In many cases, bosses told panicked workers who were still on the job that they had to take pay cuts or cuts in hours, or both. And raises were out of the question. The staggering job losses and stagnant wages are central reasons why any real recovery has been so difficult.
“They threw out far more workers and hours than they lost output,” said Professor Sum. “Here’s what happened: At the end of the fourth quarter in 2008, you see corporate profits begin to really take off, and they grow by the time you get to the first quarter of 2010 by $572 billion. And over that same time period, wage and salary payments go down by $122 billion.”
That kind of disconnect, said Mr. Sum, had never been seen before in all the decades since World War II.
In short, the corporations are making out like bandits. Now they’re sitting on mountains of cash and they still are not interested in hiring to any significant degree, or strengthening workers’ paychecks.
Combine this with the fact that corporate profits over their net worth has been going down for thirty years, and you get an even more nuanced understanding of the problem: not even the corporations will be able to turn a profit for very much longer. They have collected all the money, but don’t know how to make more out of the money they have. All they can do is sell major assets to the Chinese (like Ford selling Volvo today). So even corporate shareholders are losing in this scenario.

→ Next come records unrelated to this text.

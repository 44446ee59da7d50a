// src/handlers/users.rs

use axum::{
    extract::{Path, Query, State},
    http::StatusCode,
    response::IntoResponse,
    Json,
};
use serde::Deserialize;
use utoipa::IntoParams;
use uuid::Uuid;
use validator::Validate;

use crate::{
    common::error::AppError,
    config::AppState,
    middleware::auth::AuthenticatedUser,
    models::auth::{UpdateProfilePayload, User, UserType},
};

#[derive(Debug, Deserialize, IntoParams)]
pub struct SearchQuery {
    /// Texto de busca: nome, CPF ou telefone (com ou sem máscara).
    pub q: Option<String>,
}

// GET /users/customers
#[utoipa::path(
    get,
    path = "/users/customers",
    tag = "Users",
    params(SearchQuery),
    responses(
        (status = 200, description = "Lista de clientes", body = Vec<User>)
    )
)]
pub async fn list_customers(
    State(app_state): State<AppState>,
    Query(query): Query<SearchQuery>,
) -> Result<impl IntoResponse, AppError> {
    let customers = app_state
        .customer_service
        .list_customers(&app_state.db_pool, query.q.as_deref())
        .await?;

    Ok((StatusCode::OK, Json(customers)))
}

// PUT /users/{id}
#[utoipa::path(
    put,
    path = "/users/{id}",
    tag = "Users",
    request_body = UpdateProfilePayload,
    responses(
        (status = 200, description = "Perfil atualizado", body = User),
        (status = 403, description = "Sem permissão"),
        (status = 404, description = "Usuário não encontrado")
    ),
    security(("api_jwt" = []))
)]
pub async fn update_profile(
    State(app_state): State<AppState>,
    AuthenticatedUser(auth_user): AuthenticatedUser,
    Path(id): Path<Uuid>,
    Json(payload): Json<UpdateProfilePayload>,
) -> Result<impl IntoResponse, AppError> {
    payload.validate()?;

    // Cliente só edita o próprio perfil; admin edita qualquer um.
    if auth_user.id != id && auth_user.user_type != UserType::Admin {
        return Err(AppError::Forbidden);
    }

    let user = app_state
        .customer_service
        .update_profile(&app_state.db_pool, id, &payload)
        .await?;

    Ok((StatusCode::OK, Json(user)))
}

It’s all quite simple, even if it took me close to 300 pages to explain how we got here in Life Inc. I was thinking that book came out too late (after the beginning of the economic crash) but now I’m thinking it may have come out too soon! At least there’s the paperback coming early next year, along with resources for people who need to earn a living in the current economic environment.
Or take a look at Alan Greenspan’s latest comments to Meet the Press. When I say something like this, they call me socialist:
“Our problem, basically, is that we have a very distorted economy, in the sense that there has been a significant recovery in a limited area of the economy amongst high-income individuals who have just had $800 billion added to their 401(k)s and are spending it and are carrying what consumption there is.
“Small business, small banks, and a very significant amount of the labor force” — is caught in “tragic unemployment” that is pulling down the country.